Rick Pildes, who attended the Evenwel argument, had these thoughts about one possible outcome that may be attractive to Justice Kennedy:

 So the Court will either affirm the status quo or adopt an intermediate position to which Justice Kennedy appears drawn.  That is the view that states have to at least consider voter equality as one factor to take into account.  He consistently returned to this question and it seemed his central instinct about the case….

If the Court holds that states have to take voter equality “into account” as “a factor,” what would that mean on the ground? …. But I think the most the Court would ultimately hold is that if states can do more to promote voter equality, while not allowing their districts to vary in total population by more than 10% and while not violating traditional districting principles, then within those constraints, states would need to avoid unnecessary departures from voter equality. 
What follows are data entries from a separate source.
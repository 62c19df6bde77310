
//! Pluggable block compression and decompression.
//!
//! Codecs sit behind a narrow lifecycle contract: `open` produces an owned
//! control handle, `start` binds it to a stream position and the block
//! layout, then blocks are moved one at a time. The handle is destroyed by
//! dropping it. The same contract also carries the two bit-packing
//! pseudo-compressions, which perform no compression at all, and the
//! deflate demonstration codec.

// private modules make non-breaking changes easier
mod packed1;
mod packed12;
mod deflate;

pub use self::packed1::PackedBits;
pub use self::packed12::PackedTwelveBits;
pub use self::deflate::Deflate;

use crate::io::Stream;
use crate::error::{Result, UnitResult};
use crate::mask::MaskTable;
use crate::meta::{BlockGeometry, BlockingInfo, CompressionKind, PixelDescription};


/// Opens decompression control handles for one compression method.
pub trait Decompressor {

    /// Prepare for reading the described image.
    /// Failure is fatal to the whole read request.
    fn open(&self, geometry: &BlockGeometry, pixel: &PixelDescription)
        -> Result<Box<dyn DecompressionControl>>;
}

/// Manages the reading of blocks for one image segment.
/// Dropping the control releases everything it holds.
pub trait DecompressionControl {

    /// Bind to the stream region holding the compressed pixel data.
    /// `offset` is the absolute position of the first pixel byte and
    /// `length` the remaining byte count of the segment. The codec may
    /// revise the blocking info it is handed, for example when the
    /// compressed codestream disagrees with the subheader.
    fn start(
        &mut self, stream: &mut dyn Stream,
        offset: u64, length: u64,
        blocking: &mut BlockingInfo, mask: &MaskTable,
    ) -> UnitResult;

    /// Read and decode one block, returning the unpacked bytes as an
    /// owned buffer. Failure aborts the enclosing request.
    fn read_block(&mut self, stream: &mut dyn Stream, block_number: usize) -> Result<Vec<u8>>;
}


/// Opens compression control handles for one compression method.
pub trait Compressor {

    /// Prepare for writing the described image.
    /// Failure is fatal to the whole write request.
    fn open(&self, geometry: &BlockGeometry, pixel: &PixelDescription)
        -> Result<Box<dyn CompressionControl>>;
}

/// Manages the writing of blocks for one image segment.
pub trait CompressionControl {

    /// Bind to the stream region that will hold the compressed pixel data.
    fn start(
        &mut self, stream: &mut dyn Stream,
        offset: u64,
        blocking: &mut BlockingInfo, mask: &MaskTable,
    ) -> UnitResult;

    /// Encode and write one block at the current stream position,
    /// returning the number of bytes appended. `pad_present` tells the
    /// codec that the block mixes pad and real pixels; `no_data` that the
    /// block was elided and nothing should be written.
    fn write_block(
        &mut self, stream: &mut dyn Stream,
        data: &[u8], pad_present: bool, no_data: bool,
    ) -> Result<u64>;

    /// Complete any deferred writes.
    fn end(&mut self, stream: &mut dyn Stream) -> UnitResult;
}


/// The codec installed automatically for a compression kind and pixel
/// description, if any. Bit-packed pixel widths always use the built-in
/// packing codecs; the vendor-reserved masked code carries the deflate
/// demonstration codec.
pub(crate) fn built_in(compression: CompressionKind, pixel: &PixelDescription)
    -> Option<(Box<dyn Decompressor>, Box<dyn Compressor>)>
{
    if !compression.is_compressed() && pixel.bits == 1 {
        return Some((Box::new(PackedBits), Box::new(PackedBits)));
    }

    if !compression.is_compressed() && pixel.bits == 12 {
        return Some((Box::new(PackedTwelveBits), Box::new(PackedTwelveBits)));
    }

    if compression == CompressionKind::VendorMasked {
        return Some((Box::new(Deflate), Box::new(Deflate)));
    }

    None
}


/// Shared bookkeeping of the built-in controls: where the pixel data
/// starts and where each block sits, captured at `start` time.
#[derive(Debug, Clone, Default)]
pub(crate) struct BlockDirectory {
    pub pixel_base: u64,
    pub segment_length: u64,
    pub block_offsets: Vec<u64>,
}

impl BlockDirectory {

    pub fn capture(&mut self, offset: u64, length: u64, mask: &MaskTable) {
        self.pixel_base = offset;
        self.segment_length = length;
        self.block_offsets = mask.block_offsets.clone();
    }

    /// Absolute stream position of the block.
    pub fn position(&self, block_number: usize) -> u64 {
        self.pixel_base + self.block_offsets[block_number]
    }

    /// Bytes from this block's offset to the next physically present
    /// block, or to the end of the segment for the last one.
    pub fn stored_length(&self, block_number: usize) -> u64 {
        let own = self.block_offsets[block_number];

        let next = self.block_offsets[block_number + 1 ..].iter()
            .find(|&&offset| offset != crate::mask::NO_BLOCK)
            .copied()
            .unwrap_or(self.segment_length);

        next.min(self.segment_length).saturating_sub(own)
    }
}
In short: a compromise. The Court would not follow Burns v. Richardson, declining to choose between electoral and representational equality, and it would not make the choice. It would seek out a middle ground, captured in a nebulous legal standard, and decide this case in a way that invites more cases of the same kind. [Note: I am on the brief of the Democratic National Committee, which argues for the clear choice of representational equality and therefore a constitutionally required State use of total population in apportionment.]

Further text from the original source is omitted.